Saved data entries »
//! Cycle types: closed walks, the fundamental basis, and decompositions.

use cyclo_core::types::collections::{FxHashSet, SmallVec4, SmallVec8};
use cyclo_core::NodeId;
use serde::{Deserialize, Serialize};

use crate::graph::Edge;

/// A cycle: an ordered sequence of directed steps forming a closed walk.
///
/// For fundamental cycles the last step is the closing non-tree edge and
/// the steps before it are the tree path between its endpoints. The
/// unordered edge-set view used for XOR algebra is always derived from the
/// step sequence, never stored separately.
#[derive(Debug, Clone, PartialEq, Eq, Serialize, Deserialize)]
pub struct Cycle {
    steps: SmallVec8<(NodeId, NodeId)>,
}

impl Cycle {
    pub fn new(steps: impl IntoIterator<Item = (NodeId, NodeId)>) -> Self {
        Self {
            steps: steps.into_iter().collect(),
        }
    }

    /// Number of edges in the cycle.
    pub fn len(&self) -> usize {
        self.steps.len()
    }

    pub fn is_empty(&self) -> bool {
        self.steps.is_empty()
    }

    /// The directed steps in walk order.
    pub fn steps(&self) -> &[(NodeId, NodeId)] {
        &self.steps
    }

    /// The steps along the tree path, everything except the closing edge.
    pub fn tree_path(&self) -> &[(NodeId, NodeId)] {
        match self.steps.split_last() {
            Some((_, path)) => path,
            None => &[],
        }
    }

    /// The closing edge, the step that is not part of the tree path.
    pub fn closing_edge(&self) -> Option<&(NodeId, NodeId)> {
        self.steps.last()
    }

    /// The unordered edge set, derived from the step sequence.
    pub fn edge_set(&self) -> FxHashSet<Edge> {
        self.steps
            .iter()
            .map(|(u, v)| Edge::new(u.clone(), v.clone()))
            .collect()
    }
}

/// The fundamental cycle basis induced by a spanning tree: one cycle per
/// non-tree edge, in the graph's edge iteration order. The cycles are
/// linearly independent generators of the cycle space over GF(2), since
/// each contains an edge (its closing edge) absent from every other.
#[derive(Debug, Clone, PartialEq, Eq, Serialize, Deserialize)]
pub struct FundamentalCycleBasis {
    pub(crate) cycles: Vec<Cycle>,
}

impl FundamentalCycleBasis {
    /// Number of basis cycles, the cyclomatic number on connected inputs.
    pub fn len(&self) -> usize {
        self.cycles.len()
    }

    pub fn is_empty(&self) -> bool {
        self.cycles.is_empty()
    }

    pub fn get(&self, index: usize) -> Option<&Cycle> {
        self.cycles.get(index)
    }

    pub fn cycles(&self) -> &[Cycle] {
        &self.cycles
    }

    pub fn iter(&self) -> impl Iterator<Item = &Cycle> + '_ {
        self.cycles.iter()
    }
}

/// The subset of basis cycles whose edge-set XOR equals a target cycle.
#[derive(Debug, Clone, PartialEq, Eq, Serialize, Deserialize)]
pub struct Decomposition {
    indices: SmallVec4<usize>,
}

impl Decomposition {
    pub fn new(indices: impl IntoIterator<Item = usize>) -> Self {
        Self {
            indices: indices.into_iter().collect(),
        }
    }

    /// Basis indices in ascending order.
    pub fn indices(&self) -> &[usize] {
        &self.indices
    }

    pub fn len(&self) -> usize {
        self.indices.len()
    }

    pub fn is_empty(&self) -> bool {
        self.indices.is_empty()
    }
}
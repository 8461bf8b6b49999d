//! Cycle validation errors.

use super::error_code::{self, ErrorCode};
use crate::types::identifiers::NodeId;

/// Errors raised when a candidate closed walk fails validation.
/// Caught at the boundary before decomposition is attempted.
#[derive(Debug, thiserror::Error)]
pub enum CycleError {
    #[error("Walk is not closed: starts at {start}, ends at {end}")]
    NotClosed { start: NodeId, end: NodeId },

    /// Fewer than 3 edges. The 2-edge back-and-forth over a single edge is
    /// degenerate and excluded.
    #[error("Walk has {edges} edges, a cycle needs at least {min}")]
    TooShort { edges: usize, min: usize },

    #[error("Walk step {from} -> {to} is not an edge of the graph")]
    MissingEdge { from: NodeId, to: NodeId },

    /// The basis is larger than the configured search bound.
    #[error("Basis has {len} cycles, exceeding the configured limit of {max}")]
    BasisTooLarge { len: usize, max: usize },
}

impl ErrorCode for CycleError {
    fn error_code(&self) -> &'static str {
        error_code::CYCLE_ERROR
    }
}
//! Error taxonomy for cyclo.
//!
//! One enum per subsystem plus the top-level `AnalysisError` wrapper.
//! NotDecomposable is deliberately absent: an exhausted decomposition search
//! is a normal outcome reported through `Option`, never an error.

pub mod config_error;
pub mod cycle_error;
pub mod error_code;
pub mod graph_error;

pub use config_error::ConfigError;
pub use cycle_error::CycleError;
pub use error_code::ErrorCode;
pub use graph_error::GraphError;

/// Top-level error for the analysis pipeline.
#[derive(Debug, thiserror::Error)]
pub enum AnalysisError {
    #[error(transparent)]
    Graph(#[from] GraphError),

    #[error(transparent)]
    Cycle(#[from] CycleError),

    #[error(transparent)]
    Config(#[from] ConfigError),
}

impl ErrorCode for AnalysisError {
    fn error_code(&self) -> &'static str {
        match self {
            Self::Graph(e) => e.error_code(),
            Self::Cycle(e) => e.error_code(),
            Self::Config(e) => e.error_code(),
        }
    }
}
//! Closed-walk validation.

use cyclo_core::constants::MIN_CYCLE_EDGES;
use cyclo_core::errors::CycleError;
use cyclo_core::NodeId;

use crate::graph::WeightedGraph;

use super::types::Cycle;

/// Validate an ordered node walk and convert it into a `Cycle`.
///
/// A valid walk is closed (first and last node coincide), has at least 3
/// edges (the 2-edge back-and-forth over a single edge is degenerate and
/// rejected), and every consecutive pair is a real edge of the graph in
/// either orientation. Validation runs before any decomposition is
/// attempted, so an invalid walk never reaches the subset search.
pub fn cycle_from_walk(graph: &WeightedGraph, walk: &[NodeId]) -> Result<Cycle, CycleError> {
    let (Some(first), Some(last)) = (walk.first(), walk.last()) else {
        return Err(CycleError::TooShort {
            edges: 0,
            min: MIN_CYCLE_EDGES,
        });
    };

    if first != last {
        return Err(CycleError::NotClosed {
            start: first.clone(),
            end: last.clone(),
        });
    }

    let edges = walk.len() - 1;
    if edges < MIN_CYCLE_EDGES {
        return Err(CycleError::TooShort {
            edges,
            min: MIN_CYCLE_EDGES,
        });
    }

    for pair in walk.windows(2) {
        if !graph.has_edge(&pair[0], &pair[1]) {
            return Err(CycleError::MissingEdge {
                from: pair[0].clone(),
                to: pair[1].clone(),
            });
        }
    }

    Ok(Cycle::new(
        walk.windows(2).map(|pair| (pair[0].clone(), pair[1].clone())),
    ))
}
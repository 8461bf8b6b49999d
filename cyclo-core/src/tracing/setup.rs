//! Tracing initialization and configuration.

use std::sync::Once;

use tracing_subscriber::{fmt, prelude::*, EnvFilter};

static INIT: Once = Once::new();

/// Initialize the cyclo tracing/logging system.
///
/// Reads the `CYCLO_LOG` environment variable for per-subsystem log levels.
/// Format: `CYCLO_LOG=cyclo_analysis=debug,cyclo_core=info`
///
/// Falls back to `cyclo=info` if `CYCLO_LOG` is not set or is invalid.
///
/// This function is idempotent, calling it multiple times is safe.
pub fn init_tracing() {
    INIT.call_once(|| {
        let filter = EnvFilter::try_from_env("CYCLO_LOG")
            .unwrap_or_else(|_| EnvFilter::new("cyclo=info"));

        tracing_subscriber::registry()
            .with(
                fmt::layer()
                    .with_target(true)
                    .with_file(true)
                    .with_line_number(true),
            )
            .with(filter)
            .init();
    });
}
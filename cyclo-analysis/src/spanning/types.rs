//! Spanning tree type.

use std::collections::VecDeque;

use cyclo_core::errors::GraphError;
use cyclo_core::types::collections::{FxHashMap, FxHashSet};
use cyclo_core::NodeId;

use crate::graph::WeightedGraph;

/// A spanning tree of a weighted graph.
///
/// Carries the full node set of the source graph and the tree edges only.
/// On a connected source the edge count is exactly `node_count - 1`; on a
/// disconnected source only the component containing the root is spanned.
#[derive(Debug)]
pub struct SpanningTree {
    /// Tree edges over the source graph's node set.
    pub graph: WeightedGraph,
    /// The node the growth started from; `None` for the empty tree.
    pub root: Option<NodeId>,
}

impl SpanningTree {
    /// Number of nodes (identical to the source graph's).
    pub fn node_count(&self) -> usize {
        self.graph.node_count()
    }

    /// Number of tree edges.
    pub fn edge_count(&self) -> usize {
        self.graph.edge_count()
    }

    /// Whether the tree contains this edge, in either orientation.
    pub fn contains_edge(&self, u: &NodeId, v: &NodeId) -> bool {
        self.graph.has_edge(u, v)
    }

    /// Tree edges in insertion order.
    pub fn edges(&self) -> impl Iterator<Item = (&NodeId, &NodeId)> + '_ {
        self.graph.edges()
    }

    /// The unique path between two nodes within the tree.
    ///
    /// The tree is acyclic, so a BFS parent map reconstructs the one path.
    /// Fails with `InconsistentTree` when the endpoints are not connected
    /// inside the tree, which can only happen when the tree and the graph
    /// it is queried for are inconsistent with each other.
    pub fn path_between(&self, from: &NodeId, to: &NodeId) -> Result<Vec<NodeId>, GraphError> {
        let inconsistent = || GraphError::InconsistentTree {
            from: from.clone(),
            to: to.clone(),
        };
        let src = self.graph.index_of(from).ok_or_else(inconsistent)?;
        let dst = self.graph.index_of(to).ok_or_else(inconsistent)?;

        if src == dst {
            return Ok(vec![from.clone()]);
        }

        let mut parent = FxHashMap::default();
        let mut visited = FxHashSet::default();
        let mut queue = VecDeque::new();

        visited.insert(src);
        queue.push_back(src);

        'search: while let Some(node) = queue.pop_front() {
            for neighbor in self.graph.neighbors(node) {
                if visited.insert(neighbor) {
                    parent.insert(neighbor, node);
                    if neighbor == dst {
                        break 'search;
                    }
                    queue.push_back(neighbor);
                }
            }
        }

        if !visited.contains(&dst) {
            return Err(inconsistent());
        }

        // Walk the parent chain back from the target.
        let mut path_indices = vec![dst];
        let mut current = dst;
        while let Some(&prev) = parent.get(&current) {
            path_indices.push(prev);
            current = prev;
        }
        path_indices.reverse();

        Ok(path_indices
            .into_iter()
            .filter_map(|idx| self.graph.graph.node_weight(idx))
            .map(|n| n.id.clone())
            .collect())
    }
}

DIRECTIONS »
For this exercise, repeat exactly the lines of the data above from the one with "use crate::graph::Edge;" down to the one with "the closing edge.", both end lines included.

RESULT »
use crate::graph::Edge;

/// A cycle: an ordered sequence of directed steps forming a closed walk.
///
/// For fundamental cycles the last step is the closing non-tree edge and
/// the steps before it are the tree path between its endpoints. The
/// unordered edge-set view used for XOR algebra is always derived from the
/// step sequence, never stored separately.
#[derive(Debug, Clone, PartialEq, Eq, Serialize, Deserialize)]
pub struct Cycle {
    steps: SmallVec8<(NodeId, NodeId)>,
}

impl Cycle {
    pub fn new(steps: impl IntoIterator<Item = (NodeId, NodeId)>) -> Self {
        Self {
            steps: steps.into_iter().collect(),
        }
    }

    /// Number of edges in the cycle.
    pub fn len(&self) -> usize {
        self.steps.len()
    }

    pub fn is_empty(&self) -> bool {
        self.steps.is_empty()
    }

    /// The directed steps in walk order.
    pub fn steps(&self) -> &[(NodeId, NodeId)] {
        &self.steps
    }

    /// The steps along the tree path, everything except the closing edge.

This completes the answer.